When entering a Python function we need to check for tracing/profiling and check to see if the function needs to be quickened.
We should be able to eliminate these checks for calls in most cases by:

Adding a START_FUNCTION instruction which does the above checks.
Quickening the START_FUNCTION to a NOP.
When specializing Python-to-Python calls, set f_lasti to 0 not -1, thus skipping the entry sequence entirely.

When exiting a function, we still need to check for tracing and profiling. This can be eliminated by adding a RETURN_VALUE_QUICK bytecode that skips the checks.

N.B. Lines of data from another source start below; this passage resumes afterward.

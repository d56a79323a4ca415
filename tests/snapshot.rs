mod common;

use common::Cluster;
use raftline::raft::{AppendOutcome, LogIndex, NodeId, StartMode};

const SNAPSHOT_DATA: [u8; 100] = [7; 100];
const CHUNK_COUNT: u64 = 7;

/// A cluster whose leader compacted entries a crashed follower never saw.
fn lagging_cluster(seed: u64) -> (Cluster, NodeId, NodeId, LogIndex) {
    let mut cluster = Cluster::new(&["node-1", "node-2", "node-3"], seed);
    let leader = cluster.await_leader(1_000);
    let follower = cluster
        .ids()
        .into_iter()
        .find(|id| id != &leader)
        .expect("a follower");
    assert!(cluster.run_until(500, |c| c.converged()));

    cluster.crash(&follower);
    for _ in 0..30 {
        cluster.append(&leader);
    }
    let last = cluster.server(&leader).log().last_index();
    assert!(cluster.run_until(500, |c| c.server(&leader).commit_index() == last));

    let commit = cluster.server(&leader).commit_index();
    let meta = cluster
        .server_mut(&leader)
        .take_snapshot(commit, &SNAPSHOT_DATA)
        .unwrap();
    assert_eq!(u64::from(meta.chunk_count), CHUNK_COUNT);
    cluster.run(1);
    assert_eq!(cluster.server(&leader).log().first_index(), commit + 1);
    (cluster, leader, follower, commit)
}

fn assert_installed(cluster: &mut Cluster, follower: &str, index: LogIndex) {
    assert!(cluster.run_until(2_000, |c| c.converged()));
    let server = cluster.server(follower);
    assert_eq!(server.snapshot_meta().map(|m| m.index), Some(index));
    assert_eq!(server.log().first_index(), index + 1);
    assert!(server.commit_index() >= index);
    assert!(server.is_ready());
    assert_eq!(cluster.node(follower).disk.hook.persists(), 1);

    let leader = cluster.leader().expect("leader");
    let (next, matched) = cluster
        .server(&leader)
        .member_progress(follower)
        .expect("follower progress");
    assert!(matched >= index);
    assert_eq!(next, matched + 1);
}

#[test]
fn test_lagging_member_receives_snapshot() {
    let (mut cluster, _, follower, index) = lagging_cluster(31);
    cluster.restart(&follower, StartMode::Bootstrap);
    assert_installed(&mut cluster, &follower, index);

    let leader = cluster.leader().expect("leader");
    let mut handle = cluster.append(&leader);
    assert!(cluster.run_until(500, |c| c.converged()));
    assert!(matches!(handle.try_outcome(), Some(AppendOutcome::Committed(_))));
    assert_eq!(
        cluster.server(&follower).commit_index(),
        cluster.server(&leader).commit_index()
    );
}

#[test]
fn test_lost_chunks_are_resent() {
    let (mut cluster, _, follower, index) = lagging_cluster(32);
    cluster.restart(&follower, StartMode::Bootstrap);
    cluster.reset_sent();
    // Lose the third chunk and the acknowledgement of the fifth
    cluster.drop_after("InstallSnapshot", 2, 1);
    cluster.drop_after("InstallSnapshotResponse", 4, 1);
    assert_installed(&mut cluster, &follower, index);

    // Only the unacknowledged chunk goes out again, the transfer never restarts
    let sent = cluster.sent("InstallSnapshot");
    assert!(sent >= CHUNK_COUNT);
    assert!(sent <= CHUNK_COUNT + 2, "{} chunks sent", sent);
}

#[test]
fn test_failed_persist_restarts_transfer() {
    let (mut cluster, _, follower, index) = lagging_cluster(33);
    cluster.node(&follower).disk.hook.fail_next(1);
    cluster.restart(&follower, StartMode::Bootstrap);
    cluster.reset_sent();
    assert_installed(&mut cluster, &follower, index);

    // The rejection restarts the transfer from the first chunk exactly once
    assert_eq!(cluster.sent("InstallSnapshot"), 2 * CHUNK_COUNT);
}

The text was updated successfully, but these errors were encountered:

markshannon · 2021-11-16T11:36:20Z

python/cpython#29575 is prep for this.

lpereira · 2021-12-01T00:59:15Z

I took a stab at implementing this; not sure yet if I haven't made a silly mistake (as I don't have an intuitive understanding of the whole compilation/evaluation machinery at this point, and need to play with this thing a little bit more to see if the changes in quickening are actually working as I expect them to.)

Changes can be seen in my personal fork. (NB: There are a few commits that aren't strictly related to this change, but they're just cleaning some stuff up.)

One of the things that are missing at this point is avoiding evaluating the START_FUNCTION instruction on Python-to-Python calls (@markshannon's third bullet point). Setting f_lasti to 0 when CALL_FUNCTION_PY_SIMPLE is being evaluated doesn't seem to be sufficient. I need to understand this thing a bit more in detail.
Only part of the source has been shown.